クレンペラーの「ドン・ジョヴァンニ」

モーツァルトドン・ジョヴァンニ
オットー・クレンペラー指揮 ニュー・フィルハーモニア管弦楽団(1966)
ドン・ジョヴァンニ:ニコライ・ギャウロフ
騎士長:フランツ・クラス
ドンナ・アンナ:クレア・ワトソン
ドン・オッターヴィオ:ニコライ・ゲッダ
ドンナ・エルヴィラ:クリスタ・ルートヴィヒ
レポレロ:ヴァルター・ベリー
ゼルリーナ:ミレッラ・フレーニ
マゼット:パオロ・モンタルソロ
以前、ギャウロフの「ドン・ジョヴァンニ」が聴きたいが、クレンペラー盤が高値が付いていたのであきらめて、ジュリーニ盤を買った事があった。
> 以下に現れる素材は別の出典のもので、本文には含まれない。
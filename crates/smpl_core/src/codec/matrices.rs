use crate::common::{
    error::{check_dims, Result, SmplError},
    metadata::{smpl_metadata, SmplMetadata},
};
use log::{debug, warn};
use ndarray as nd;
use smpl_utils::io::{FileLoader, FileType};
use std::path::Path;

pub const COMPONENT: &str = "SMPL";

/// Keys shared by the json and npz model documents
pub const KEY_VERTICES_TEMPLATE: &str = "vertices_template";
pub const KEY_SHAPE_BLEND_SHAPES: &str = "shape_blend_shapes";
pub const KEY_POSE_BLEND_SHAPES: &str = "pose_blend_shapes";
pub const KEY_JOINT_REGRESSOR: &str = "joint_regressor";
pub const KEY_KINEMATIC_TREE: &str = "kinematic_tree";
pub const KEY_WEIGHTS: &str = "weights";
pub const KEY_FACE_INDICES: &str = "face_indices";

/// Tolerance on how far a row of skinning weights may sum away from one before we complain
pub const WEIGHT_SUM_TOLERANCE: f32 = 1e-3;

/// Host-side copy of every model array, as read from disk
#[derive(Clone, Debug)]
pub struct SmplMatrices {
    /// (V, 3)
    pub verts_template: nd::Array2<f32>,
    /// (V, 3, K)
    pub shape_dirs: nd::Array3<f32>,
    /// (V, 3, P)
    pub pose_dirs: nd::Array3<f32>,
    /// (J, V)
    pub joint_regressor: nd::Array2<f32>,
    /// (2, J), first row holds the parent of every joint
    pub kinematic_tree: nd::Array2<i64>,
    /// (V, J)
    pub lbs_weights: nd::Array2<f32>,
    /// (F, 3), zero based
    pub faces: nd::Array2<u32>,
}

impl SmplMatrices {
    /// Reads a model, picking the format from the file extension
    /// # Errors
    /// Fails if the file cannot be read, the format is unknown, or a required array is missing or malformed
    pub fn from_path(path: impl AsRef<Path>) -> Result<Self> {
        let path = path.as_ref();
        let reader = FileLoader::open(path)?;
        let matrices = match FileType::from_path(path) {
            FileType::Json => super::json::read_json(reader)?,
            FileType::Npz => super::npz::read_npz(reader)?,
            other => {
                return Err(SmplError::asset(format!(
                    "cannot read a model from {} ({other:?}), expected one of {:?} or {:?}",
                    path.display(),
                    FileType::Json.value(),
                    FileType::Npz.value()
                )))
            }
        };
        debug!(
            "Read model from {}: {} verts, {} joints, {} faces",
            path.display(),
            matrices.num_verts(),
            matrices.num_joints(),
            matrices.faces.nrows()
        );
        Ok(matrices)
    }

    pub fn num_verts(&self) -> usize {
        self.verts_template.nrows()
    }
    pub fn num_joints(&self) -> usize {
        self.joint_regressor.nrows()
    }

    /// Parent row of the kinematic tree
    pub fn parents(&self) -> Vec<i64> {
        self.kinematic_tree.outer_iter().next().map(|row| row.to_vec()).unwrap_or_default()
    }

    /// Topology implied by the array shapes. Uses the stock SMPL metadata when it matches.
    /// # Errors
    /// Fails if the model has no joints
    pub fn metadata(&self) -> Result<SmplMetadata> {
        let stock = smpl_metadata();
        let (num_verts, num_joints) = (self.num_verts(), self.num_joints());
        if num_joints == 0 {
            return Err(SmplError::asset("model has no joints"));
        }
        let (shape_space_dim, num_faces) = (self.shape_dirs.dim().2, self.faces.nrows());
        if (num_verts, num_joints, shape_space_dim, num_faces)
            == (stock.num_verts, stock.num_joints, stock.shape_space_dim, stock.num_faces)
        {
            return Ok(stock);
        }
        let mut metadata = SmplMetadata::new(num_verts, num_joints, shape_space_dim, num_faces);
        metadata.joint_parents = self
            .parents()
            .iter()
            .enumerate()
            .map(|(idx, &parent)| if idx == 0 { 0 } else { u32::try_from(parent).unwrap_or(u32::MAX) })
            .collect();
        Ok(metadata)
    }

    /// Checks every array against `metadata` and the structural rules of the model
    /// # Errors
    /// Fails on the first shape mismatch, misordered parent or out of range face index
    pub fn validate(&self, metadata: &SmplMetadata) -> Result<()> {
        let (nv, nj) = (metadata.num_verts, metadata.num_joints);
        if nj == 0 {
            return Err(SmplError::asset("model has no joints"));
        }
        check_dims(COMPONENT, KEY_VERTICES_TEMPLATE, self.verts_template.dim().into(), [nv, 3])?;
        check_dims(COMPONENT, KEY_SHAPE_BLEND_SHAPES, self.shape_dirs.dim().into(), [nv, 3, metadata.shape_space_dim])?;
        check_dims(COMPONENT, KEY_POSE_BLEND_SHAPES, self.pose_dirs.dim().into(), [nv, 3, metadata.num_pose_blend_shapes])?;
        check_dims(COMPONENT, KEY_JOINT_REGRESSOR, self.joint_regressor.dim().into(), [nj, nv])?;
        check_dims(COMPONENT, KEY_KINEMATIC_TREE, self.kinematic_tree.dim().into(), [2, nj])?;
        check_dims(COMPONENT, KEY_WEIGHTS, self.lbs_weights.dim().into(), [nv, nj])?;
        check_dims(COMPONENT, KEY_FACE_INDICES, [self.faces.ncols()], [3])?;

        for (idx, &parent) in self.kinematic_tree.row(0).iter().enumerate().skip(1) {
            if parent < 0 || parent as usize >= idx {
                return Err(SmplError::shape(
                    COMPONENT,
                    format!("joint {idx} has parent {parent}, parents must be listed before their children"),
                ));
            }
        }
        if let Some(&max_idx) = self.faces.iter().max() {
            if max_idx as usize >= nv {
                return Err(SmplError::shape(
                    COMPONENT,
                    format!("face references vertex {max_idx} but the model has {nv} vertices"),
                ));
            }
        }
        let off_rows = self.unnormalized_weight_rows();
        if off_rows > 0 {
            warn!("{off_rows} vertices have skinning weights that do not sum to one");
        }
        let moved = self.parents_differing_from(metadata);
        if !moved.is_empty() {
            warn!("joints {moved:?} have a different parent than the {nj} joint topology expects");
        }
        Ok(())
    }

    /// Number of vertices whose skinning weights sum away from one
    pub fn unnormalized_weight_rows(&self) -> usize {
        self.lbs_weights
            .rows()
            .into_iter()
            .filter(|row| (row.sum() - 1.0).abs() > WEIGHT_SUM_TOLERANCE)
            .count()
    }

    /// Non-root joints whose parent in the kinematic tree is not the one listed in
    /// `metadata.joint_parents`. Empty when the metadata carries no parent table.
    pub fn parents_differing_from(&self, metadata: &SmplMetadata) -> Vec<usize> {
        let parents = self.parents();
        if metadata.joint_parents.len() != parents.len() {
            return Vec::new();
        }
        parents
            .iter()
            .zip(&metadata.joint_parents)
            .enumerate()
            .skip(1)
            .filter(|(_, (&tree, &expected))| tree != i64::from(expected))
            .map(|(idx, _)| idx)
            .collect()
    }
}

/// Zero pose basis for models shipped without pose correctives
pub(crate) fn missing_pose_dirs(num_verts: usize, num_joints: usize) -> nd::Array3<f32> {
    warn!("Model has no '{KEY_POSE_BLEND_SHAPES}', pose blend shapes will be zero");
    nd::Array3::zeros((num_verts, 3, num_joints.saturating_sub(1) * 9))
}

/// Converts face indices stored one based in the model documents
pub(crate) fn faces_from_one_based(faces: nd::ArrayView2<i64>) -> Result<nd::Array2<u32>> {
    let mut out = nd::Array2::<u32>::zeros(faces.raw_dim());
    for (dst, &src) in out.iter_mut().zip(faces.iter()) {
        if src < 1 || src > i64::from(u32::MAX) {
            return Err(SmplError::asset(format!("{KEY_FACE_INDICES} must be one based, found {src}")));
        }
        *dst = (src - 1) as u32;
    }
    Ok(out)
}
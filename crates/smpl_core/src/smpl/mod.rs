pub mod blend_shape;
pub mod joint_regression;
pub mod linear_blend_skinning;
pub mod smpl_gpu;
pub mod world_transformation;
http://hakuasin.hatenablog.com/entries/2012/01/30
が、晴れて今回のBOXで聴くことができた。
ドイツ・バスの重鎮、フランツ・クラス以下、豪華メンバーである。フルトヴェングラー盤でマゼットを歌っていたヴァルター・ベリーも、めでたくレポレロに昇格。
さて「フィガロ」でがっかりしたテンポであるが、序曲後のレポレロのカヴァティーナが遅すぎるだけで、あとはちょうどいい「遅さ」でフルトヴェングラーとは違った意味のデモーニッシュさを醸し出している。
以前、ジュリーニ盤(1970)でけなしたギャウロフは、こちらは別人のように陰影ある歌唱が見事だ。
クレア・ワトソンも素晴らしい。この人の本領はモーツァルトで発揮されるのだということがよくわかった。最初に聴いたのがR・シュトラウスとワーグナーだったのがいけなかったのだな。
他の歌手も実力通りの出来。
そういえば、ギャウロフとフレーにはこの後、1981年に結婚するのだが、昔ガラ・コンサートでこの「ドン・ジョヴァンニ」の「お手をどうぞ」という二重唱を歌っているのをNHKで見た覚えがあるが、すでにこの盤で、それが実現していたのだな。結婚式直前の村娘を誘惑するドン・ジョヴァンニの歌なのだが、なんか意味深か?(笑)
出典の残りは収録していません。